仮装したりお菓子を食べたり、子供も大人も楽しいハロウィン。近年すっかり定着した感がありますが、ハロウィンって本来、どんな意味があるお祭りなのでしょうか?
そもそも、どこから入ってきた風習でしょうか?ただパーティーに参加をするにしても、由来や意味を知っていた方が、きっと楽しいですよ。
ハロウィンの起源は?
仮装パーティーのような現在のハロウィンの風習が生まれたのはアメリカですが、アメリカ発祥のイベントではありません。
ハロウィンの起源は、古代ケルト民族のお祭りです。ケルト人は現在のアイルランドやイギリスなどに住んでいた人々です。
10月31日は、彼らにとって一年の終わり、つまり、年末であり、さらに夏の終わりの日でもあります。
日没=新しい一日の始まりという考え方のもと、秋の収穫を祝う収穫祭「サウィン祭」が31日の夜から始まり、11月1日に行われていました。
この日は、冬の始まりの日であり、死後の世界への「門」が開き、死者の霊や悪い魔女が現れるとされ、それらから身を守るために仮面をかぶって顔を隠しました。
そして、ケルトの祭司ドルイドたちが魔除けのかがり火をたいて悪霊を追い払う儀式を行っていました。
11月1日の朝になると、かがり火から各家庭へ火を分け与え、かまどに火を入れて、家に悪霊が入らないように室内を暖めました。
さらに、家の外に食料やワインをお供えして、悪霊が入ってこないよう祈りました。
この古代ケルトのサウィン祭が、現在のハロウィンの起源であると考えられています。
仮面をかぶる → 仮装する。
外に食べ物を供える → お菓子を配る。
悪霊が来る → いたずらされる、など、
現代のハロウィンのルーツになっていそうな
風習がたくさん出てきますね。
ハロウィンの語源
「ハロウィン」とは、「諸聖人の日の前夜」という言葉を短縮した形です。
キリスト教の祭りである「諸聖人の日」は
11月1日ですが、
やはり、10月31日の日没から始まります。
ケルトのお祭りがキリスト教に取り入れられた結果、「ハロウィン」という名前が生まれたんですね。
ちなみにこれは偶然重なったわけではなく、もともと諸聖人の日は、5月13日でした。

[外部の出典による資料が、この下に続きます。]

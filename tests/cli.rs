use std::fs;
use std::path::Path;

use assert_cmd::Command;
use predicates::prelude::*;
use tempfile::TempDir;

const PASSWORD: &str = "correct horse battery";

/// A data directory with cheap key derivation and the given accounts
fn data_dir(accounts: &[(&str, &str)]) -> TempDir {
    let dir = TempDir::new().unwrap();
    fs::write(
        dir.path().join("config.json"),
        r#"{"key_derivation": {"memory_cost": 1024, "time_cost": 1, "parallelism": 1}}"#,
    )
    .unwrap();

    let accounts_dir = dir.path().join("accounts");
    fs::create_dir_all(&accounts_dir).unwrap();
    for (name, body) in accounts {
        fs::write(accounts_dir.join(name), body).unwrap();
    }
    dir
}

fn porter(data: &Path) -> Command {
    let mut cmd = Command::cargo_bin("porter").unwrap();
    cmd.env("PORTER_DATA_DIR", data)
        .env_remove("PORTER_PASSWORD")
        .env_remove("PORTER_LOG")
        .env_remove("RUST_LOG");
    cmd
}

#[test]
fn export_then_import_round_trip() {
    let source = data_dir(&[
        ("alice.json", r#"{"token": "a"}"#),
        ("bob.json", r#"{"token": "b"}"#),
        ("carol.json", r#"{"token": "c"}"#),
    ]);
    let backup = source.path().join("backup.enc");

    porter(source.path())
        .args(["export", "--output"])
        .arg(&backup)
        .env("PORTER_PASSWORD", PASSWORD)
        .assert()
        .success()
        .stdout(predicate::str::contains("Exported 3 account(s)"));

    let sealed = fs::read_to_string(&backup).unwrap();
    assert!(!sealed.contains("\"token\""));

    let target = data_dir(&[]);
    porter(target.path())
        .arg("import")
        .arg(&backup)
        .env("PORTER_PASSWORD", PASSWORD)
        .assert()
        .success()
        .stdout(predicate::str::contains("Restored 3 account(s)"));

    let restored: serde_json::Value = serde_json::from_str(
        &fs::read_to_string(target.path().join("accounts").join("bob.json")).unwrap(),
    )
    .unwrap();
    assert_eq!(restored["token"], "b");
}

#[test]
fn blank_configured_producer_tag_still_round_trips() {
    let source = data_dir(&[("alice.json", r#"{"token": "a"}"#)]);
    fs::write(
        source.path().join("config.json"),
        r#"{"producer_tag": "", "key_derivation": {"memory_cost": 1024, "time_cost": 1, "parallelism": 1}}"#,
    )
    .unwrap();
    let backup = source.path().join("backup.enc");

    porter(source.path())
        .args(["export", "--output"])
        .arg(&backup)
        .env("PORTER_PASSWORD", PASSWORD)
        .assert()
        .success();

    let target = data_dir(&[]);
    porter(target.path())
        .arg("import")
        .arg(&backup)
        .env("PORTER_PASSWORD", PASSWORD)
        .assert()
        .success()
        .stdout(predicate::str::contains("Restored 1 account(s)"));
}

#[test]
fn export_with_no_accounts_fails() {
    let empty = data_dir(&[]);

    porter(empty.path())
        .args(["export", "--output", "never.enc"])
        .env("PORTER_PASSWORD", PASSWORD)
        .assert()
        .failure()
        .stderr(predicate::str::contains("nothing to export"));

    assert!(!empty.path().join("never.enc").exists());
}

#[test]
fn export_with_weak_password_writes_nothing() {
    let source = data_dir(&[("alice.json", "{}")]);
    let backup = source.path().join("backup.enc");

    porter(source.path())
        .args(["export", "--output"])
        .arg(&backup)
        .env("PORTER_PASSWORD", "short")
        .assert()
        .failure()
        .stderr(predicate::str::contains("Weak password"));

    assert!(!backup.exists());
}

#[test]
fn export_cancelled_when_no_destination_given() {
    let source = data_dir(&[("alice.json", "{}")]);

    porter(source.path())
        .arg("export")
        .env("PORTER_PASSWORD", PASSWORD)
        .write_stdin("")
        .assert()
        .success()
        .stdout(predicate::str::contains("Cancelled"));
}

#[test]
fn import_with_wrong_password_fails() {
    let source = data_dir(&[("alice.json", "{}")]);
    let backup = source.path().join("backup.enc");

    porter(source.path())
        .args(["export", "--output"])
        .arg(&backup)
        .env("PORTER_PASSWORD", PASSWORD)
        .assert()
        .success();

    let target = data_dir(&[]);
    porter(target.path())
        .arg("import")
        .arg(&backup)
        .env("PORTER_PASSWORD", "incorrect horse battery")
        .assert()
        .failure()
        .stderr(predicate::str::contains("Decryption failed"));

    assert!(!target.path().join("accounts").join("alice.json").exists());
}

#[test]
fn import_empty_file_fails() {
    let target = data_dir(&[]);
    let backup = target.path().join("empty.enc");
    fs::write(&backup, "   \n").unwrap();

    porter(target.path())
        .arg("import")
        .arg(&backup)
        .env("PORTER_PASSWORD", PASSWORD)
        .assert()
        .failure()
        .stderr(predicate::str::contains("Backup file is empty"));
}

#[test]
fn inspect_lists_accounts() {
    let source = data_dir(&[("alice.json", "{}"), ("bob.json", "{}")]);
    let backup = source.path().join("backup.enc");

    porter(source.path())
        .args(["export", "--output"])
        .arg(&backup)
        .env("PORTER_PASSWORD", PASSWORD)
        .assert()
        .success();

    porter(source.path())
        .arg("inspect")
        .arg(&backup)
        .env("PORTER_PASSWORD", PASSWORD)
        .assert()
        .success()
        .stdout(predicate::str::contains("Accounts: 2"))
        .stdout(predicate::str::contains("alice"))
        .stdout(predicate::str::contains("bob"));
}

#[test]
fn accounts_list_delete_and_clear() {
    let data = data_dir(&[("alice.json", "{}"), ("bob.json", "{}")]);

    porter(data.path())
        .args(["accounts", "list"])
        .assert()
        .success()
        .stdout(predicate::str::contains("alice").and(predicate::str::contains("bob")));

    porter(data.path())
        .args(["accounts", "delete", "alice"])
        .assert()
        .success();
    assert!(!data.path().join("accounts").join("alice.json").exists());

    porter(data.path())
        .args(["accounts", "clear"])
        .assert()
        .success()
        .stdout(predicate::str::contains("--force"));
    assert!(data.path().join("accounts").join("bob.json").exists());

    porter(data.path())
        .args(["accounts", "clear", "--force"])
        .assert()
        .success()
        .stdout(predicate::str::contains("Deleted 1 account(s)"));
}

#[test]
fn config_shows_paths() {
    let data = data_dir(&[]);

    porter(data.path())
        .arg("config")
        .assert()
        .success()
        .stdout(predicate::str::contains("Accounts directory"))
        .stdout(predicate::str::contains("1024 KiB"));
}
//! Interactive prompts
//!
//! Passwords are read without echo via `rpassword`. End of input on a prompt
//! is treated as the user backing out.

use std::io::{self, BufRead, Write};
use std::path::PathBuf;

use crate::crypto::SecureString;
use crate::error::{PorterError, PorterResult};

/// Environment variable that supplies the backup password non-interactively
pub const PASSWORD_ENV: &str = "PORTER_PASSWORD";

fn read_error(e: io::Error) -> PorterError {
    if e.kind() == io::ErrorKind::UnexpectedEof {
        PorterError::UserCancelled("no password entered".to_string())
    } else {
        PorterError::Io(format!("Failed to read password: {}", e))
    }
}

/// Prompt for a password (hidden input)
pub fn prompt_password(prompt: &str) -> PorterResult<SecureString> {
    rpassword::prompt_password(prompt)
        .map(SecureString::from)
        .map_err(read_error)
}

/// Prompt for a new password twice until both entries match
pub fn prompt_new_password() -> PorterResult<SecureString> {
    loop {
        let first = prompt_password("Backup password: ")?;
        let second = prompt_password("Confirm password: ")?;

        if first.as_str() == second.as_str() {
            return Ok(first);
        }
        println!("Passwords do not match. Please try again.");
    }
}

/// Use the supplied password or ask for one
pub fn password_or_prompt(supplied: Option<String>, confirm: bool) -> PorterResult<SecureString> {
    match supplied {
        Some(password) => Ok(SecureString::from(password)),
        None if confirm => prompt_new_password(),
        None => prompt_password("Backup password: "),
    }
}

/// Ask where to save the artifact
///
/// An empty answer takes `suggested`; end of input returns `None`.
pub fn prompt_destination(suggested: &str) -> PorterResult<Option<PathBuf>> {
    let stdin = io::stdin();
    prompt_destination_from(&mut stdin.lock(), suggested)
}

fn prompt_destination_from<R: BufRead>(
    input: &mut R,
    suggested: &str,
) -> PorterResult<Option<PathBuf>> {
    print!("Save backup to [{}]: ", suggested);
    io::stdout().flush()?;

    let mut answer = String::new();
    if input.read_line(&mut answer)? == 0 {
        println!();
        return Ok(None);
    }

    let answer = answer.trim();
    if answer.is_empty() {
        Ok(Some(PathBuf::from(suggested)))
    } else {
        Ok(Some(PathBuf::from(answer)))
    }
}

#[cfg(test)]
mod tests {
    use super::*;
    use std::io::Cursor;

    #[test]
    fn test_destination_default_on_empty_answer() {
        let mut input = Cursor::new("\n");
        let chosen = prompt_destination_from(&mut input, "backup.enc").unwrap();
        assert_eq!(chosen, Some(PathBuf::from("backup.enc")));
    }

    #[test]
    fn test_destination_custom_answer() {
        let mut input = Cursor::new("  /tmp/out.enc \n");
        let chosen = prompt_destination_from(&mut input, "backup.enc").unwrap();
        assert_eq!(chosen, Some(PathBuf::from("/tmp/out.enc")));
    }

    #[test]
    fn test_destination_eof_is_none() {
        let mut input = Cursor::new("");
        assert_eq!(prompt_destination_from(&mut input, "backup.enc").unwrap(), None);
    }

    #[test]
    fn test_supplied_password_skips_prompt() {
        let password = password_or_prompt(Some("from-env-password".into()), true).unwrap();
        assert_eq!(password.as_str(), "from-env-password");
    }

    #[test]
    fn test_eof_reads_as_cancel() {
        let err = read_error(io::Error::new(io::ErrorKind::UnexpectedEof, "eof"));
        assert!(err.is_cancelled());
    }
}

11月1日になったのは8世紀のことです。
土着の収穫祭に合わせて祭日を設定することで、ケルト人がキリスト教に改宗する際、よりスムーズになる効果を狙ったとされています。
そしてあわよくば、ケルトの風習であるハロウィンが完全に廃れてしまえばいい、と考えていたとする説もありますが、それは失敗したようですね。
ケルト人にキリスト教が普及するのにしたがって、サウィン祭は徐々に形を変えていき、またケルト人と呼ばれる人たちもヨーロッパのほんの一部に残るのみとなりました。
今では、アイルランドなどのごく一部でハロウィンと並び「サウィン祭」が行われています。
ハロウィンの現在
キリスト教の宗派の違いから、ハロウィンへの情熱は地域によってかなり温度差があります。
傾向として、カトリックの国では、諸聖人の日が最優先でハロウィンは無視、プロテスタントの国では、逆に諸聖人の日がほぼ無視されています。
そんなハロウィンがアメリカに定着したのは、19世紀になってから。大量のアイルランドやスコットランドからの移民が普及させていったそうです。
サウィン祭にちなみ、アメリカ風にアレンジされたハロウィンが全土に定着したのは、20世紀の初めです。
その文化が日本へ輸出されて、今ではヨーロッパで逆輸入しているところもあります。
まとめ
土着の宗教にキリスト教がまざり、時代、宗派、移民などいろいろな要素が合わさって、現在のハロウィンができあがりました。
悪霊を追い払うため、思いっきり怖い恰好をして、今年のハロウィンは夜の町に繰り出してみませんか。